* [What is required]:
Calculate how many lines in the following records hold the word "RecordEnvelope", and report that number without comment.

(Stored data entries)
Segment Open
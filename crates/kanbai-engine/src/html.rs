//! Low-level HTML string scanning helpers.
//!
//! Deliberately naive and tailored to the storefront's markup: repeated
//! list items carrying a known class, with class-marked name and stock
//! sub-fields inside. Matching is substring-based on class attributes,
//! which survives the site's hashed class suffixes.

/// Find the next element of `tag` whose opening tag mentions `class`,
/// starting at `from`. Returns the byte range of the whole block including
/// the closing tag. Nested same-name tags are not handled; the storefront
/// does not nest its variation items.
pub fn next_block_with_class(
    s: &str,
    tag: &str,
    class: &str,
    from: usize,
) -> Option<(usize, usize)> {
    let open_pat = format!("<{tag}");
    let close_pat = format!("</{tag}>");
    let mut pos = from;

    while let Some(rel) = s.get(pos..)?.find(&open_pat) {
        let start = pos + rel;
        let tag_end = s[start..].find('>')? + start + 1;
        if s[start..tag_end].contains(class) {
            let close_rel = s[tag_end..].find(&close_pat)?;
            return Some((start, tag_end + close_rel + close_pat.len()));
        }
        pos = tag_end;
    }
    None
}

/// Text content of the first element inside `block` whose opening tag
/// mentions `class`, regardless of its tag name. Empty string when absent.
pub fn class_text(block: &str, class: &str) -> String {
    let Some(attr_pos) = block.find(class) else {
        return String::new();
    };
    // Back up to the '<' that opens this tag
    let Some(tag_start) = block[..attr_pos].rfind('<') else {
        return String::new();
    };
    let name: String = block[tag_start + 1..]
        .chars()
        .take_while(|c| c.is_ascii_alphanumeric())
        .collect();
    if name.is_empty() {
        return String::new();
    }
    let Some(open_end) = block[attr_pos..].find('>').map(|i| attr_pos + i + 1) else {
        return String::new();
    };
    let close_pat = format!("</{name}>");
    let inner = match block[open_end..].find(&close_pat) {
        Some(rel) => &block[open_end..open_end + rel],
        None => &block[open_end..],
    };
    text_of(inner)
}

/// Strip tags, decode the handful of entities the storefront emits, and
/// collapse whitespace.
pub fn text_of(s: &str) -> String {
    let mut stripped = String::with_capacity(s.len());
    let mut in_tag = false;
    for ch in s.chars() {
        match ch {
            '<' => in_tag = true,
            '>' => in_tag = false,
            _ if !in_tag => stripped.push(ch),
            _ => {}
        }
    }
    collapse_ws(&decode_entities(&stripped))
}

/// Minimal entity decoding: the storefront only emits these.
pub fn decode_entities(s: &str) -> String {
    s.replace("&nbsp;", " ")
        .replace("&amp;", "&")
        .replace("&lt;", "<")
        .replace("&gt;", ">")
}

/// Collapse whitespace runs to a single space and trim.
pub fn collapse_ws(s: &str) -> String {
    let mut out = String::with_capacity(s.len());
    let mut prev_space = false;
    for ch in s.chars() {
        if ch.is_whitespace() {
            if !prev_space && !out.is_empty() {
                out.push(' ');
            }
            prev_space = true;
        } else {
            out.push(ch);
            prev_space = false;
        }
    }
    while out.ends_with(' ') {
        out.pop();
    }
    out
}
//! Error types for the kanbai board

use thiserror::Error;

/// Main error type for kanbai operations
#[derive(Error, Debug)]
pub enum KanbaiError {
    // ─────────────────────────────────────────────────────────────
    // Fetch Errors
    // ─────────────────────────────────────────────────────────────
    #[error("transport error for {url}: {reason}")]
    Transport { url: String, reason: String },

    #[error("unexpected document shape at {url}: {reason}")]
    Parse { url: String, reason: String },

    // ─────────────────────────────────────────────────────────────
    // Roster Errors
    // ─────────────────────────────────────────────────────────────
    #[error("roster file not found: {path}")]
    RosterNotFound { path: String },

    #[error("malformed roster row at line {line}: {reason}")]
    MalformedRoster { line: usize, reason: String },

    #[error("roster read error: {0}")]
    Roster(String),

    // ─────────────────────────────────────────────────────────────
    // Configuration Errors
    // ─────────────────────────────────────────────────────────────
    #[error("missing configuration: {0}")]
    MissingConfig(String),

    #[error("invalid configuration: {0}")]
    InvalidConfig(String),

    // ─────────────────────────────────────────────────────────────
    // I/O Errors
    // ─────────────────────────────────────────────────────────────
    #[error("IO error: {0}")]
    Io(#[from] std::io::Error),
}

/// Result type alias for kanbai operations
pub type Result<T> = std::result::Result<T, KanbaiError>;

impl KanbaiError {
    /// Fatal errors abort startup; everything else degrades to an empty
    /// per-job result and the cycle continues.
    pub fn is_fatal(&self) -> bool {
        matches!(
            self,
            Self::RosterNotFound { .. }
                | Self::MalformedRoster { .. }
                | Self::Roster(_)
                | Self::MissingConfig(_)
                | Self::InvalidConfig(_)
        )
    }

    /// Get the stage where the error occurred (for tracing)
    pub fn stage(&self) -> &'static str {
        match self {
            Self::Transport { .. } | Self::Parse { .. } => "fetch",
            Self::RosterNotFound { .. } | Self::MalformedRoster { .. } | Self::Roster(_) => {
                "roster"
            }
            Self::MissingConfig(_) | Self::InvalidConfig(_) => "config",
            Self::Io(_) => "io",
        }
    }
}
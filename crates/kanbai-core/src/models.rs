//! Data models for the kanbai board
//!
//! Key concepts:
//! - `Member`: a seller with one or two stock endpoints, fixed for the run
//! - `League`: the member's group tag; `U17` drives the gating exceptions
//! - `StockState`: normalized per-slot stock state after fetching
//! - `DisplayState`: what a renderer shows for a cell; derived, never stored

use serde::{Deserialize, Serialize};
use std::collections::HashMap;
use std::fmt;
use std::str::FromStr;

/// Per-member mapping from slot label to normalized stock state.
///
/// A slot absent from the map was not present in the source at all; that is
/// distinct from every fetched state and renders as "unknown".
pub type SlotMap = HashMap<String, StockState>;

// ─────────────────────────────────────────────────────────────────────────────
// League
// ─────────────────────────────────────────────────────────────────────────────

/// Group tag for a member. Closed set; roster rows with anything else are
/// rejected as malformed.
#[derive(Debug, Clone, Copy, PartialEq, Eq, Hash, Serialize, Deserialize)]
pub enum League {
    Z1,
    Z2,
    Z3,
    Z4,
    Z5,
    U17,
}

impl League {
    pub const ALL: [League; 6] = [
        League::Z1,
        League::Z2,
        League::Z3,
        League::Z4,
        League::Z5,
        League::U17,
    ];

    /// U17 members sell early slots as ordinary inventory and have no
    /// final endpoint.
    pub fn is_u17(&self) -> bool {
        matches!(self, League::U17)
    }
}

impl FromStr for League {
    type Err = String;

    fn from_str(s: &str) -> std::result::Result<Self, Self::Err> {
        match s.trim() {
            "Z1" => Ok(League::Z1),
            "Z2" => Ok(League::Z2),
            "Z3" => Ok(League::Z3),
            "Z4" => Ok(League::Z4),
            "Z5" => Ok(League::Z5),
            "U17" => Ok(League::U17),
            other => Err(format!("unknown league: {other:?}")),
        }
    }
}

impl fmt::Display for League {
    fn fmt(&self, f: &mut fmt::Formatter<'_>) -> fmt::Result {
        let s = match self {
            League::Z1 => "Z1",
            League::Z2 => "Z2",
            League::Z3 => "Z3",
            League::Z4 => "Z4",
            League::Z5 => "Z5",
            League::U17 => "U17",
        };
        f.write_str(s)
    }
}

// ─────────────────────────────────────────────────────────────────────────────
// Member
// ─────────────────────────────────────────────────────────────────────────────

/// A seller tracked on the board.
///
/// Constructed once from the roster at startup; immutable for the run.
/// The name is the unique key into the inventory matrix.
#[derive(Debug, Clone, Serialize, Deserialize)]
pub struct Member {
    /// Unique display name, stable across runs
    pub name: String,
    /// Group tag; only consulted for gating exceptions
    pub league: League,
    /// Primary stock page
    pub normal_url: Option<String>,
    /// Secondary, time-gated stock page (absent for U17)
    pub final_url: Option<String>,
}

impl Member {
    pub fn new(
        name: impl Into<String>,
        league: League,
        normal_url: Option<String>,
        final_url: Option<String>,
    ) -> Self {
        Self {
            name: name.into(),
            league,
            normal_url,
            final_url,
        }
    }
}

// ─────────────────────────────────────────────────────────────────────────────
// StockState
// ─────────────────────────────────────────────────────────────────────────────

/// Normalized stock state for one (member, slot) cell.
#[derive(Debug, Clone, Copy, PartialEq, Eq, Hash, Serialize, Deserialize)]
#[serde(rename_all = "snake_case")]
pub enum StockState {
    /// Plentiful stock
    Available,
    /// Low stock (last unit marker on the page)
    LastOne,
    /// Sold out
    SoldOut,
    /// Sale has not opened yet (notify-me sentinel); distinct from sold out
    Unreleased,
}

impl StockState {
    pub fn is_sold_out(&self) -> bool {
        matches!(self, StockState::SoldOut)
    }
}

// ─────────────────────────────────────────────────────────────────────────────
// DisplayState
// ─────────────────────────────────────────────────────────────────────────────

/// What a renderer shows for one cell. Purely derived from the reconciled
/// matrix plus the gating rules; never stored back into it.
#[derive(Debug, Clone, Copy, PartialEq, Eq, Serialize, Deserialize)]
#[serde(rename_all = "snake_case")]
pub enum DisplayState {
    /// Available or last-one; one marker either way
    Open,
    SoldOut,
    /// Gated: either explicitly unreleased, or an early slot sold out
    /// before the member cleared their regular band
    Locked,
    /// Slot missing from the member's row (fetch failure or not on sale);
    /// must never be conflated with sold out
    Unknown,
}

impl DisplayState {
    /// Single-cell marker for text rendering.
    pub fn symbol(&self) -> &'static str {
        match self {
            DisplayState::Open => "○",
            DisplayState::SoldOut => "×",
            DisplayState::Locked => "🔒",
            DisplayState::Unknown => "・",
        }
    }
}
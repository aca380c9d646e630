//! Progress reporting for a fetch cycle.
//!
//! Frontends implement this to surface batch completion to users; the
//! orchestrator calls it between batches. Methods take `&self` so one sink
//! can be shared across spawned work.

use tracing::info;

pub trait Progress: Send + Sync {
    /// Called once with the total number of fetch jobs.
    fn begin(&self, _total: usize) {}

    /// Called after each batch with jobs completed so far.
    fn batch_done(&self, _completed: usize, _total: usize) {}

    /// Called when the cycle's fetching is finished.
    fn finish(&self) {}
}

/// A no-op progress sink.
pub struct NullProgress;
impl Progress for NullProgress {}

/// Logs progress through tracing.
pub struct LogProgress;

impl Progress for LogProgress {
    fn begin(&self, total: usize) {
        info!(total, "fetching stock pages");
    }

    fn batch_done(&self, completed: usize, total: usize) {
        let pct = if total == 0 {
            100
        } else {
            completed * 100 / total
        };
        info!(completed, total, pct, "batch complete");
    }

    fn finish(&self) {
        info!("stock fetch complete");
    }
}
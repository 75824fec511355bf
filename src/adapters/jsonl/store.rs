//! Line-oriented append-only store backed by local JSONL files.

use std::path::{Path, PathBuf};

use async_trait::async_trait;
use chrono::Utc;
use tokio::fs::{self, OpenOptions};
use tokio::io::AsyncWriteExt;
use tracing::warn;

use crate::domain::hashing::hash_value;
use crate::domain::ports::{RecordEnvelope, RecordStore, StoreCategory, StoreError, StoreResult};

/// Append-only store writing one JSON envelope per line, one file per
/// category, under a single root directory.
#[derive(Debug, Clone)]
pub struct JsonlStore {
    root: PathBuf,
}

impl JsonlStore {
    /// Creates a store rooted at the given directory. The directory is
    /// created lazily on first append.
    pub fn new(root: impl Into<PathBuf>) -> Self {
        Self { root: root.into() }
    }

    /// Path of the backing file for a category.
    pub fn category_path(&self, category: StoreCategory) -> PathBuf {
        self.root.join(format!("{}.jsonl", category.as_str()))
    }

    /// Store root directory.
    pub fn root(&self) -> &Path {
        &self.root
    }

    fn envelope(category: StoreCategory, data: serde_json::Value) -> RecordEnvelope {
        let checksum = hash_value(&data);
        RecordEnvelope {
            timestamp: Utc::now(),
            category,
            data,
            checksum: Some(checksum),
        }
    }

    async fn write_lines(&self, category: StoreCategory, lines: String) -> StoreResult<()> {
        fs::create_dir_all(&self.root).await?;
        let mut file = OpenOptions::new()
            .create(true)
            .append(true)
            .open(self.category_path(category))
            .await
            .map_err(|e| StoreError::AppendFailed {
                category: category.to_string(),
                message: e.to_string(),
            })?;
        file.write_all(lines.as_bytes())
            .await
            .map_err(|e| StoreError::AppendFailed {
                category: category.to_string(),
                message: e.to_string(),
            })?;
        file.flush().await?;
        Ok(())
    }
}

#[async_trait]
impl RecordStore for JsonlStore {
    async fn append(&self, category: StoreCategory, data: serde_json::Value) -> StoreResult<()> {
        let mut line = serde_json::to_string(&Self::envelope(category, data))?;
        line.push('\n');
        self.write_lines(category, line).await
    }

    async fn append_batch(
        &self,
        category: StoreCategory,
        records: Vec<serde_json::Value>,
    ) -> StoreResult<()> {
        if records.is_empty() {
            return Ok(());
        }
        let mut lines = String::new();
        for data in records {
            lines.push_str(&serde_json::to_string(&Self::envelope(category, data))?);
            lines.push('\n');
        }
        self.write_lines(category, lines).await
    }

    async fn read(&self, category: StoreCategory) -> StoreResult<Vec<RecordEnvelope>> {
        let path = self.category_path(category);
        let content = match fs::read_to_string(&path).await {
            Ok(content) => content,
            // Missing files are empty collections, never an error.
            Err(e) if e.kind() == std::io::ErrorKind::NotFound => return Ok(Vec::new()),
            Err(e) => {
                return Err(StoreError::ReadFailed {
                    category: category.to_string(),
                    message: e.to_string(),
                })
            }
        };

        let mut records = Vec::new();
        for (line_no, line) in content.lines().enumerate() {
            if line.trim().is_empty() {
                continue;
            }
            match serde_json::from_str::<RecordEnvelope>(line) {
                Ok(envelope) => records.push(envelope),
                Err(e) => {
                    // Scattered bad lines are skipped, not fatal.
                    warn!(
                        category = %category,
                        line = line_no + 1,
                        error = %e,
                        "skipping malformed store line"
                    );
                }
            }
        }
        Ok(records)
    }

    async fn rewrite(
        &self,
        category: StoreCategory,
        records: Vec<RecordEnvelope>,
    ) -> StoreResult<()> {
        let mut lines = String::new();
        for record in &records {
            lines.push_str(&serde_json::to_string(record)?);
            lines.push('\n');
        }

        // Temp file in the same directory, then rename, so a crash can
        // never leave a truncated category file.
        fs::create_dir_all(&self.root).await?;
        let path = self.category_path(category);
        let tmp = path.with_extension("jsonl.tmp");
        fs::write(&tmp, lines).await?;
        fs::rename(&tmp, &path).await?;
        Ok(())
    }
}

#[cfg(test)]
mod tests {
    use super::*;
    use serde_json::json;

    #[tokio::test]
    async fn test_append_and_read_round_trip() {
        let dir = tempfile::tempdir().unwrap();
        let store = JsonlStore::new(dir.path());

        store
            .append(StoreCategory::Executions, json!({"tool": "Bash"}))
            .await
            .unwrap();
        store
            .append(StoreCategory::Executions, json!({"tool": "Read"}))
            .await
            .unwrap();

        let records = store.read(StoreCategory::Executions).await.unwrap();
        assert_eq!(records.len(), 2);
        assert_eq!(records[0].data["tool"], "Bash");
        assert_eq!(records[1].data["tool"], "Read");
        assert!(records[0].checksum.is_some());
    }

    #[tokio::test]
    async fn test_missing_file_reads_empty() {
        let dir = tempfile::tempdir().unwrap();
        let store = JsonlStore::new(dir.path());

        let records = store.read(StoreCategory::Lineage).await.unwrap();
        assert!(records.is_empty());
    }

    #[tokio::test]
    async fn test_malformed_lines_are_skipped() {
        let dir = tempfile::tempdir().unwrap();
        let store = JsonlStore::new(dir.path());

        store
            .append(StoreCategory::Sessions, json!({"n": 1}))
            .await
            .unwrap();

        // Corrupt the file with a truncated line between two good ones.
        let path = store.category_path(StoreCategory::Sessions);
        let mut content = std::fs::read_to_string(&path).unwrap();
        content.push_str("{\"timestamp\": \"partial\n");
        std::fs::write(&path, content).unwrap();
        store
            .append(StoreCategory::Sessions, json!({"n": 2}))
            .await
            .unwrap();

        let records = store.read(StoreCategory::Sessions).await.unwrap();
        assert_eq!(records.len(), 2);
    }

    #[tokio::test]
    async fn test_batch_append_is_single_write() {
        let dir = tempfile::tempdir().unwrap();
        let store = JsonlStore::new(dir.path());

        store
            .append_batch(
                StoreCategory::Executions,
                vec![json!({"n": 1}), json!({"n": 2}), json!({"n": 3})],
            )
            .await
            .unwrap();

        let records = store.read(StoreCategory::Executions).await.unwrap();
        assert_eq!(records.len(), 3);
    }

    #[tokio::test]
    async fn test_empty_batch_creates_nothing() {
        let dir = tempfile::tempdir().unwrap();
        let store = JsonlStore::new(dir.path());

        store
            .append_batch(StoreCategory::Executions, vec![])
            .await
            .unwrap();

        assert!(!store.category_path(StoreCategory::Executions).exists());
    }

    #[tokio::test]
    async fn test_rewrite_replaces_category_contents() {
        let dir = tempfile::tempdir().unwrap();
        let store = JsonlStore::new(dir.path());

        for n in 0..4 {
            store
                .append(StoreCategory::Sessions, json!({"n": n}))
                .await
                .unwrap();
        }

        let mut records = store.read(StoreCategory::Sessions).await.unwrap();
        records.retain(|r| r.data["n"].as_u64().unwrap() % 2 == 0);
        store
            .rewrite(StoreCategory::Sessions, records)
            .await
            .unwrap();

        let after = store.read(StoreCategory::Sessions).await.unwrap();
        assert_eq!(after.len(), 2);
        assert_eq!(after[0].data["n"], 0);
        assert_eq!(after[1].data["n"], 2);

        // No temp file is left behind.
        let tmp = store
            .category_path(StoreCategory::Sessions)
            .with_extension("jsonl.tmp");
        assert!(!tmp.exists());
    }

    #[tokio::test]
    async fn test_categories_are_isolated() {
        let dir = tempfile::tempdir().unwrap();
        let store = JsonlStore::new(dir.path());

        store
            .append(StoreCategory::Feedback, json!({"op": "a"}))
            .await
            .unwrap();

        assert!(store
            .read(StoreCategory::Decisions)
            .await
            .unwrap()
            .is_empty());
        assert_eq!(store.read(StoreCategory::Feedback).await.unwrap().len(), 1);
    }
}
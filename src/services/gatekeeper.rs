//! Promotion gatekeeping: the final pass/fail authority before an
//! approved candidate is handed to script generation.

use std::sync::Arc;

use chrono::Utc;
use tracing::{info, warn};
use uuid::Uuid;

use crate::domain::models::{
    BenchmarkReport, GateEvidence, GatekeeperConfig, GatekeeperDecision, PromotionCandidate,
};
use crate::domain::ports::{RecordStore, StoreCategory};

use super::calibration::{self, ConfusionMatrix};

/// Applies configured thresholds to a candidate and emits an auditable
/// decision.
///
/// Core gates always run; calibration gates run only when both their
/// threshold is configured and a benchmark report is supplied. Missing
/// optional inputs narrow which gates run, never cause an error. The
/// audit store is a best-effort side channel: its absence or failure
/// never affects the returned decision.
pub struct PromotionGatekeeper {
    config: GatekeeperConfig,
    audit_store: Option<Arc<dyn RecordStore>>,
}

impl PromotionGatekeeper {
    /// Creates a gatekeeper without an audit store.
    pub fn new(config: GatekeeperConfig) -> Self {
        Self {
            config,
            audit_store: None,
        }
    }

    /// Attaches an audit store for decision persistence.
    pub fn with_audit_store(mut self, store: Arc<dyn RecordStore>) -> Self {
        self.audit_store = Some(store);
        self
    }

    /// Evaluates every applicable gate and returns the decision.
    pub async fn evaluate(
        &self,
        candidate: &PromotionCandidate,
        benchmark: Option<&BenchmarkReport>,
    ) -> GatekeeperDecision {
        let mut gates = GateLedger::default();

        gates.evaluate(
            "determinism",
            candidate.operation.determinism,
            self.config.min_determinism,
        );
        gates.evaluate(
            "composite_score",
            candidate.composite_score,
            self.config.min_confidence,
        );
        gates.evaluate_count(
            "observation_count",
            candidate.operation.observation_count,
            self.config.min_observations,
        );

        if let Some(report) = benchmark {
            if let Some(min_f1) = self.config.min_f1 {
                gates.evaluate("f1", report.f1, min_f1);
            }
            if let Some(min_accuracy) = self.config.min_accuracy {
                gates.evaluate("accuracy", report.accuracy, min_accuracy);
            }
            if let Some(min_mcc) = self.config.min_mcc {
                let matrix = ConfusionMatrix::from_report(report);
                let mcc = calibration::rescale_mcc(calibration::matthews_correlation(&matrix));
                gates.evaluate("mcc", mcc, min_mcc);
            }
        }

        let decision = GatekeeperDecision {
            id: Uuid::new_v4(),
            operation_id: candidate.operation_id(),
            approved: gates.all_passed,
            reasoning: gates.reasoning,
            evidence: gates.evidence,
            timestamp: Utc::now(),
        };

        info!(
            operation_id = %decision.operation_id,
            approved = decision.approved,
            gates = decision.evidence.len(),
            "gatekeeper decision"
        );
        self.persist(&decision).await;
        decision
    }

    async fn persist(&self, decision: &GatekeeperDecision) {
        let Some(ref store) = self.audit_store else {
            return;
        };
        let Ok(data) = serde_json::to_value(decision) else {
            warn!(operation_id = %decision.operation_id, "failed to serialize decision for audit");
            return;
        };
        if let Err(e) = store.append(StoreCategory::Decisions, data).await {
            warn!(
                operation_id = %decision.operation_id,
                error = %e,
                "failed to persist gatekeeper decision"
            );
        }
    }
}

/// Accumulates reasoning and evidence as gates run, in order.
#[derive(Default)]
struct GateLedger {
    reasoning: Vec<String>,
    evidence: Vec<GateEvidence>,
    all_passed: bool,
}

impl GateLedger {
    fn evaluate(&mut self, gate: &str, actual: f64, threshold: f64) {
        let passed = actual >= threshold;
        self.push(gate, actual, threshold, passed, format!("{actual:.2}"), format!("{threshold:.2}"));
    }

    fn evaluate_count(&mut self, gate: &str, actual: u64, threshold: u64) {
        let passed = actual >= threshold;
        self.push(
            gate,
            actual as f64,
            threshold as f64,
            passed,
            actual.to_string(),
            threshold.to_string(),
        );
    }

    fn push(
        &mut self,
        gate: &str,
        actual: f64,
        threshold: f64,
        passed: bool,
        actual_text: String,
        threshold_text: String,
    ) {
        let verdict = if passed { "passed" } else { "failed" };
        self.reasoning
            .push(format!("{gate} {actual_text} vs {threshold_text}: {verdict}"));
        self.evidence.push(GateEvidence {
            gate: gate.to_string(),
            actual,
            threshold,
            passed,
        });
        // First gate initializes the conjunction.
        self.all_passed = if self.evidence.len() == 1 {
            passed
        } else {
            self.all_passed && passed
        };
    }
}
Segment Closed
* [Response to the task]:
6